27Die Antragsgegnerin ist auch nicht etwa gemäß Art. 3 Abs. 2 VO (EU) Nr. 604/2013 verpflichtet, den Antrag selbst zu prüfen, weil Flüchtlingen in Polen in verfahrens- oder materiellrechtlicher Hinsicht kein hinreichender Schutz gewährt würde. Auszugehen ist insoweit von der auf dem Prinzip gegenseitigen Vertrauens unter den Mitgliedstaaten gründenden Vermutung, dass die Behandlung der Asylbewerber in jedem Mitgliedstaat in Einklang mit den Erfordernissen der Grundrechte-Charta sowie mit der Genfer Flüchtlingskonvention und der Europäischen Menschenrechtskonvention steht. Diese Vermutung ist nur widerlegt, wenn „systemische Schwachstellen“ bei der Behandlung von Asylbewerbern bestehen, also Defizite, die im Rechtssystem des zuständigen Mitgliedstaates angelegt sind oder dessen Vollzugspraxis strukturell prägen. Solche Mängel treffen den Einzelnen in dem zuständigen Mitgliedstaat nicht unvorhersehbar oder schicksalhaft, sondern lassen sich aus Sicht der deutschen Behörden und Gerichte wegen ihrer systemimmanenten Regelhaftigkeit verlässlich prognostizieren. Die Widerlegung der o.g. Vermutung aufgrund systemischer Mängel setzt voraus, dass das Asylverfahren oder die Aufnahmebedingungen im zuständigen Mitgliedstaat aufgrund größerer Funktionsstörungen regelhaft so defizitär sind, dass anzunehmen ist, dass dort auch dem Asylbewerber im konkret zu entscheidenden Einzelfall mit beachtlicher Wahrscheinlichkeit eine unmenschliche oder erniedrigende Behandlung droht. Dann scheidet eine Überstellung an den nach der Dublin-Verordnung zuständigen Mitgliedstaat aus.

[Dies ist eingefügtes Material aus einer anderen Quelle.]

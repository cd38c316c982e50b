//! Small configuration files: `modem.cfg` and `wifi.cfg`.

use heapless::String;
use platform::Storage;

use crate::fs::{atomic_write, ensure_dir, read_file};
use crate::paths::{MODEM_CFG, WIFI_CFG};
use crate::StoreError;

/// Longest SSID (802.11).
pub const MAX_SSID: usize = 32;
/// Longest WPA passphrase.
pub const MAX_PASSWORD: usize = 64;

/// Whether the modem worker starts at boot. A missing or unreadable file
/// means enabled.
pub async fn load_modem_enabled<S: Storage>(sd: &mut S) -> bool {
    let mut buf = [0u8; 4];
    match read_file(sd, MODEM_CFG, &mut buf).await {
        Ok(Some(n)) if n > 0 => buf.first() != Some(&b'0'),
        _ => true,
    }
}

/// Persist the modem enable flag as `'1'` or `'0'`.
pub async fn save_modem_enabled<S: Storage>(sd: &mut S, enabled: bool) -> Result<(), StoreError> {
    ensure_dir(sd, platform::config::SMS_ROOT).await?;
    atomic_write(sd, MODEM_CFG, if enabled { b"1" } else { b"0" }).await
}

/// Saved WiFi network.
#[derive(Debug, Clone, PartialEq, Eq)]
pub struct WifiCredentials {
    /// Network name.
    pub ssid: String<MAX_SSID>,
    /// Passphrase (may be empty for open networks).
    pub password: String<MAX_PASSWORD>,
}

/// Read `wifi.cfg`: SSID on the first line, password on the second.
pub async fn load_wifi<S: Storage>(sd: &mut S) -> Result<Option<WifiCredentials>, StoreError> {
    let mut buf = [0u8; MAX_SSID + MAX_PASSWORD + 4];
    let Some(n) = read_file(sd, WIFI_CFG, &mut buf).await? else {
        return Ok(None);
    };
    let text = core::str::from_utf8(buf.get(..n).unwrap_or(&[])).map_err(|_| StoreError::Corrupt)?;
    let mut lines = text.lines().map(|l| l.trim_end_matches('\r'));
    let ssid = lines.next().unwrap_or("");
    if ssid.is_empty() {
        return Ok(None);
    }
    let password = lines.next().unwrap_or("");
    Ok(Some(WifiCredentials {
        ssid: String::try_from(ssid).map_err(|_| StoreError::Corrupt)?,
        password: String::try_from(password).map_err(|_| StoreError::Corrupt)?,
    }))
}

/// Write `wifi.cfg`.
pub async fn save_wifi<S: Storage>(sd: &mut S, creds: &WifiCredentials) -> Result<(), StoreError> {
    let mut out: heapless::Vec<u8, { MAX_SSID + MAX_PASSWORD + 2 }> = heapless::Vec::new();
    let _ = out.extend_from_slice(creds.ssid.as_bytes());
    let _ = out.push(b'\n');
    let _ = out.extend_from_slice(creds.password.as_bytes());
    let _ = out.push(b'\n');
    ensure_dir(sd, platform::config::WEB_ROOT).await?;
    atomic_write(sd, WIFI_CFG, &out).await
}

#[cfg(test)]
mod tests {
    use super::*;
    use platform::mocks::MemStorage;

    #[tokio::test]
    async fn test_modem_flag_defaults_to_enabled() {
        let fs = MemStorage::new();
        let mut sd = fs.clone();
        assert!(load_modem_enabled(&mut sd).await);
        save_modem_enabled(&mut sd, false).await.unwrap();
        assert_eq!(fs.get("/sms/modem.cfg").unwrap(), b"0");
        assert!(!load_modem_enabled(&mut sd).await);
        save_modem_enabled(&mut sd, true).await.unwrap();
        assert!(load_modem_enabled(&mut sd).await);
    }

    #[tokio::test]
    async fn test_wifi_round_trip() {
        let fs = MemStorage::new();
        let mut sd = fs.clone();
        assert_eq!(load_wifi(&mut sd).await, Ok(None));
        let creds = WifiCredentials {
            ssid: String::try_from("HomeNet").unwrap(),
            password: String::try_from("hunter22").unwrap(),
        };
        save_wifi(&mut sd, &creds).await.unwrap();
        assert_eq!(fs.get_string("/web/wifi.cfg").unwrap(), "HomeNet\nhunter22\n");
        assert_eq!(load_wifi(&mut sd).await, Ok(Some(creds)));
    }

    #[tokio::test]
    async fn test_wifi_crlf_file() {
        let fs = MemStorage::new();
        fs.insert("/web/wifi.cfg", b"Cafe\r\nlatte\r\n");
        let mut sd = fs.clone();
        let creds = load_wifi(&mut sd).await.unwrap().unwrap();
        assert_eq!(creds.ssid.as_str(), "Cafe");
        assert_eq!(creds.password.as_str(), "latte");
    }
}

28Vgl. BVerwG, Beschluss vom 19. März 2014 - 10 B 6.14 -, NVwZ 2014, 1039 f., unter Bezugnahme (insbesondere) auf EuGH, Urteil vom 21. Dezember 2011 - Rs. C-411/10 und Rs. C-493/10 -, NVwZ 2012, 417.

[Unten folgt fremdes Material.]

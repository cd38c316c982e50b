//! Audiobook player view-model.
//!
//! Everything the player screen prints is derived here once per render from
//! a snapshot of the pipeline, so the drawing code never recomputes chapter
//! or time state mid-frame.

use core::fmt::Write as _;
use heapless::String;

/// Player state as shown to the user.
#[derive(Debug, Clone, Copy, PartialEq, Eq)]
#[cfg_attr(feature = "defmt", derive(defmt::Format))]
pub enum PlaybackState {
    /// No stream open.
    Stopped,
    /// Decoding.
    Playing,
    /// Stream open, decoder paused.
    Paused,
}

impl PlaybackState {
    /// Label on the status line.
    pub const fn label(self) -> &'static str {
        match self {
            Self::Stopped => "Stopped",
            Self::Playing => "Playing",
            Self::Paused => "Paused",
        }
    }
}

/// Pipeline snapshot the view-model is built from.
#[derive(Debug, Clone, Copy)]
pub struct PlayerSnapshot<'a> {
    /// Current state.
    pub state: PlaybackState,
    /// Position in whole seconds; 0 before the stream starts.
    pub position_s: u32,
    /// Position the chapter indicator refers to. Before play this is the
    /// bookmark the stream will resume from.
    pub chapter_at_s: u32,
    /// Duration in whole seconds; 0 while the header is unparsed.
    pub duration_s: u32,
    /// Chapter start offsets in seconds, ascending.
    pub chapters: &'a [u32],
    /// Volume step (0..=21).
    pub volume: u8,
    /// Remaining sleep-timer time, if armed.
    pub sleep_remaining_ms: Option<u64>,
}

/// Strings the player screen draws.
#[derive(Debug, Clone, PartialEq, Eq)]
pub struct PlayerView {
    /// `"Ch 2/3"`; empty when the book has no chapters.
    pub chapter: String<16>,
    /// State label.
    pub state: &'static str,
    /// `"8:17/20:34"`.
    pub time: String<24>,
    /// `"Sleep 44m"` or empty.
    pub sleep: String<16>,
    /// `"Vol 10"`.
    pub volume: String<8>,
    /// Progress bar fill in 1/1000.
    pub progress_permille: u16,
}

/// One-based index of the chapter containing `position_s`.
pub fn chapter_index(chapters: &[u32], position_s: u32) -> Option<usize> {
    if chapters.is_empty() {
        return None;
    }
    let idx = chapters.iter().rposition(|&start| start <= position_s).unwrap_or(0);
    Some(idx.saturating_add(1))
}

/// Format seconds as `m:ss`, or `h:mm:ss` when `long` is set.
pub fn format_time<const N: usize>(out: &mut String<N>, seconds: u32, long: bool) {
    let h = seconds / 3600;
    let m = (seconds % 3600) / 60;
    let s = seconds % 60;
    let _ = if long {
        write!(out, "{}:{:02}:{:02}", h, m, s)
    } else {
        write!(out, "{}:{:02}", seconds / 60, s)
    };
}

impl PlayerView {
    /// Build the view for one frame.
    pub fn build(snap: &PlayerSnapshot<'_>) -> Self {
        let mut chapter = String::new();
        if let Some(i) = chapter_index(snap.chapters, snap.chapter_at_s) {
            let _ = write!(chapter, "Ch {}/{}", i, snap.chapters.len());
        }

        let long = snap.duration_s >= 3600;
        let mut time = String::new();
        format_time(&mut time, snap.position_s, long);
        let _ = time.push('/');
        format_time(&mut time, snap.duration_s, long);

        let mut sleep = String::new();
        if let Some(ms) = snap.sleep_remaining_ms {
            let minutes = ms.div_ceil(60_000);
            let _ = write!(sleep, "Sleep {}m", minutes);
        }

        let mut volume = String::new();
        let _ = write!(volume, "Vol {}", snap.volume);

        let progress_permille = if snap.duration_s == 0 {
            0
        } else {
            let p = u64::from(snap.position_s.min(snap.duration_s)) * 1000 / u64::from(snap.duration_s);
            u16::try_from(p).unwrap_or(1000)
        };

        Self {
            chapter,
            state: snap.state.label(),
            time,
            sleep,
            volume,
            progress_permille,
        }
    }
}

#[cfg(test)]
mod tests {
    use super::*;

    const CHAPTERS: [u32; 3] = [0, 400, 900];

    fn snap(state: PlaybackState, position_s: u32) -> PlayerSnapshot<'static> {
        PlayerSnapshot {
            state,
            position_s,
            chapter_at_s: position_s,
            duration_s: 1234,
            chapters: &CHAPTERS,
            volume: 10,
            sleep_remaining_ms: None,
        }
    }

    #[test]
    fn test_opened_book_before_play() {
        let mut s = snap(PlaybackState::Stopped, 0);
        s.chapter_at_s = 497;
        let v = PlayerView::build(&s);
        assert_eq!(v.chapter.as_str(), "Ch 2/3");
        assert_eq!(v.state, "Stopped");
        assert_eq!(v.time.as_str(), "0:00/20:34");
        assert_eq!(v.volume.as_str(), "Vol 10");
        assert!(v.sleep.is_empty());
    }

    #[test]
    fn test_chapter_boundaries() {
        assert_eq!(chapter_index(&CHAPTERS, 399), Some(1));
        assert_eq!(chapter_index(&CHAPTERS, 497), Some(2));
        assert_eq!(chapter_index(&CHAPTERS, 900), Some(3));
        assert_eq!(chapter_index(&[], 10), None);
    }

    #[test]
    fn test_long_durations_use_hours() {
        let mut s: String<16> = String::new();
        format_time(&mut s, 3725, true);
        assert_eq!(s.as_str(), "1:02:05");
        s.clear();
        format_time(&mut s, 3725, false);
        assert_eq!(s.as_str(), "62:05");
    }

    #[test]
    fn test_sleep_label_rounds_up() {
        let mut s = snap(PlaybackState::Playing, 500);
        s.sleep_remaining_ms = Some(45 * 60_000 - 1);
        let v = PlayerView::build(&s);
        assert_eq!(v.sleep.as_str(), "Sleep 45m");
        assert_eq!(v.state, "Playing");
        assert_eq!(v.chapter.as_str(), "Ch 2/3");
    }

    #[test]
    fn test_progress_clamped() {
        let v = PlayerView::build(&snap(PlaybackState::Paused, 5000));
        assert_eq!(v.progress_permille, 1000);
        let mut s = snap(PlaybackState::Paused, 10);
        s.duration_s = 0;
        assert_eq!(PlayerView::build(&s).progress_permille, 0);
    }
}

29Nach der Rechtsprechung der Kammer und der meisten anderen Verwaltungsgerichte bestehen derzeit keine hinreichenden Anhaltspunkte für entsprechende „systemische Mängel“ bei der Behandlung von Asylbewerbern in Polen.
30Vgl. (aus der Vielzahl einschlägiger Entscheidungen) nur VG Düsseldorf, Beschlüsse vom 6. August 2013 - 17 L 1406/13.A - und vom 19. November 2013 - 25 L 2154/13.A -; VG Köln, Gerichtsbescheid vom 27. März 2014 - 1 K 8004/13.A -, juris; OVG Lüneburg, Beschluss vom 1. April 2014 - 13 LA 22/14 -, juris, jeweils mit weiteren Nachweisen.

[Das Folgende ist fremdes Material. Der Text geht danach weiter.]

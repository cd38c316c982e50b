//! Device settings blob: `/settings.bin`.
//!
//! postcard-encoded [`DeviceSettings`] followed by a little-endian CRC-32 of
//! the encoded bytes. A missing, truncated or corrupt blob loads as the
//! defaults so the device always boots.

use heapless::{String, Vec};
use platform::config::SETTINGS_PATH;
use platform::radio::RadioParams;
use platform::Storage;
use serde::{Deserialize, Serialize};

use crate::fs::{atomic_write, read_file};
use crate::StoreError;

/// Channel slots.
pub const MAX_CHANNELS: usize = 8;

/// Longest node name.
pub const MAX_NODE_NAME: usize = 24;

/// Upper bound of the encoded blob including the CRC trailer.
pub const MAX_BLOB: usize = 768;

/// A mesh group channel.
#[derive(Debug, Clone, PartialEq, Eq, Serialize, Deserialize)]
pub struct Channel {
    /// Display name, e.g. `#local`.
    pub name: String<16>,
    /// Pre-shared key, base64.
    pub psk: String<44>,
}

/// Persisted device settings.
#[derive(Debug, Clone, PartialEq, Eq, Serialize, Deserialize)]
pub struct DeviceSettings {
    /// Name advertised on the mesh.
    pub node_name: String<MAX_NODE_NAME>,
    /// Radio tuning.
    pub radio: RadioParams,
    /// Local time offset from UTC in minutes.
    pub utc_offset_min: i16,
    /// Group channels, compacted (no gaps).
    pub channels: Vec<Channel, MAX_CHANNELS>,
    /// `false` until onboarding finished.
    pub onboarded: bool,
}

impl Default for DeviceSettings {
    fn default() -> Self {
        Self {
            node_name: String::new(),
            radio: RadioParams::default(),
            utc_offset_min: 0,
            channels: Vec::new(),
            onboarded: false,
        }
    }
}

impl DeviceSettings {
    /// Encode into `buf`; returns the slice written.
    pub fn encode<'a>(&self, buf: &'a mut [u8; MAX_BLOB]) -> Result<&'a [u8], StoreError> {
        let body_len = postcard::to_slice(self, buf.as_mut_slice())
            .map_err(|_| StoreError::TooLarge)?
            .len();
        let crc = crc32fast::hash(buf.get(..body_len).unwrap_or(&[]));
        let end = body_len.saturating_add(4);
        buf.get_mut(body_len..end)
            .ok_or(StoreError::TooLarge)?
            .copy_from_slice(&crc.to_le_bytes());
        Ok(buf.get(..end).unwrap_or(&[]))
    }

    /// Decode and verify a blob.
    pub fn decode(blob: &[u8]) -> Result<Self, StoreError> {
        let split = blob.len().checked_sub(4).ok_or(StoreError::Corrupt)?;
        let (body, trailer) = blob.split_at(split);
        let stored = u32::from_le_bytes(trailer.try_into().map_err(|_| StoreError::Corrupt)?);
        if crc32fast::hash(body) != stored {
            return Err(StoreError::Corrupt);
        }
        postcard::from_bytes(body).map_err(|_| StoreError::Corrupt)
    }

    /// Load from the card, falling back to defaults.
    pub async fn load<S: Storage>(sd: &mut S) -> Self {
        let mut buf = [0u8; MAX_BLOB];
        match read_file(sd, SETTINGS_PATH, &mut buf).await {
            Ok(Some(n)) => match Self::decode(buf.get(..n).unwrap_or(&[])) {
                Ok(settings) => settings,
                Err(e) => {
                    tracing::warn!("settings: {}, using defaults", e);
                    Self::default()
                }
            },
            Ok(None) => Self::default(),
            Err(e) => {
                tracing::warn!("settings: read failed ({}), using defaults", e);
                Self::default()
            }
        }
    }

    /// Write to the card.
    pub async fn save<S: Storage>(&self, sd: &mut S) -> Result<(), StoreError> {
        let mut buf = [0u8; MAX_BLOB];
        let blob = self.encode(&mut buf)?;
        atomic_write(sd, SETTINGS_PATH, blob).await
    }
}

#[cfg(test)]
mod tests {
    use super::*;
    use platform::mocks::MemStorage;
    use platform::radio::{Bandwidth, PRESETS};

    fn sample() -> DeviceSettings {
        let mut s = DeviceSettings {
            node_name: String::try_from("trailhead").unwrap(),
            radio: PRESETS[2].params,
            utc_offset_min: -300,
            onboarded: true,
            ..DeviceSettings::default()
        };
        s.radio.bandwidth = Bandwidth::Khz62;
        s.channels
            .push(Channel {
                name: String::try_from("#hike").unwrap(),
                psk: String::try_from("c2VjcmV0").unwrap(),
            })
            .unwrap();
        s
    }

    #[tokio::test]
    async fn test_round_trip_on_card() {
        let fs = MemStorage::new();
        let mut sd = fs.clone();
        assert_eq!(DeviceSettings::load(&mut sd).await, DeviceSettings::default());
        sample().save(&mut sd).await.unwrap();
        assert_eq!(DeviceSettings::load(&mut sd).await, sample());
    }

    #[test]
    fn test_corrupt_blob_rejected() {
        let mut buf = [0u8; MAX_BLOB];
        let mut blob = sample().encode(&mut buf).unwrap().to_vec();
        blob[3] ^= 0xFF;
        assert_eq!(DeviceSettings::decode(&blob), Err(StoreError::Corrupt));
        assert_eq!(DeviceSettings::decode(&[1, 2]), Err(StoreError::Corrupt));
    }

    #[tokio::test]
    async fn test_corrupt_file_loads_defaults() {
        let fs = MemStorage::new();
        fs.insert("/settings.bin", b"garbage!");
        let mut sd = fs.clone();
        assert_eq!(DeviceSettings::load(&mut sd).await, DeviceSettings::default());
    }
}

31Die aktuell vorliegenden Erkenntnisse über die Situation von Asylbewerbern in Polen belegen insgesamt, dass die Aufnahmebedingungen in Polen im Allgemeinen den grund- und menschenrechtlichen Standards genügen. Dies gilt auch hinsichtlich der medizinischen Versorgung. So wird etwa in der von der Association for Legal Intervention und von der Helsinki Foundation for Human Rights im Jahre 2013 publizierten Studie “Migration Is Not a Crime - Report on the Monitoring of Guarded Centres for Foreigners“ ausgeführt, dass in den polnischen Aufnahmeeinrichtungen die regelmäßige Anwesenheit eines Arztes sichergestellt ist und dass bei gesundheitlichen Problemen, die eine fachärztliche Versorgung notwendig machen, auch das Aufsuchen eines Facharztes außerhalb der Einrichtung gewährleistet wird (Seite 23 ff. der Studie). Auch dem „National Country Report: Poland“ von 2013 der vom Europäischen Flüchtlingsrat getragenen „aida“-Datenbank ist zu entnehmen, dass eine kostenlose medizinische Versorgung Asylsuchender grundsätzlich gewährleistet ist (dort Seite 38 f.). Dass die medizinische Versorgung nicht in allen Aufnahmeeinrichtungen von gleicher Qualität ist und es im Einzelfall Schwierigkeiten bei der zeitnahen fachärztlichen Versorgung geben kann, führt nicht dazu, dass „systemische Bedenken“ im Sinne der oben zitierten Rechtsprechung anzunehmen wären. Die in beiden Studien hervorgehobenen Probleme bei der sprachlichen Verständigung zwischen Ärzten und Asylbewerbern dürften in Deutschland in ähnlicher Weise bestehen. Den in den genannten Quellen niedergelegten Erkenntnissen entsprechen schließlich auch die Angaben in der Auskunft des Auswärtigen Amtes an das Verwaltungsgericht Wiesbaden vom 6. Dezember 2013 betreffend die Rücküberstellung nach Polen im Rahmen des Dublin II-Verfahrens und in der Antwort der Bundesregierung vom 25. September 2013 auf eine Kleine Anfrage mehrerer Bundestagsabgeordneter zur asylrelevanten Lage in Tschetschenien, die sich auf den Seiten 5 ff. mit der Behandlung von Asylbewerbern in Polen, namentlich mit deren medizinischer Behandlung, befasst (Bundestags-Drucksache 17/14795).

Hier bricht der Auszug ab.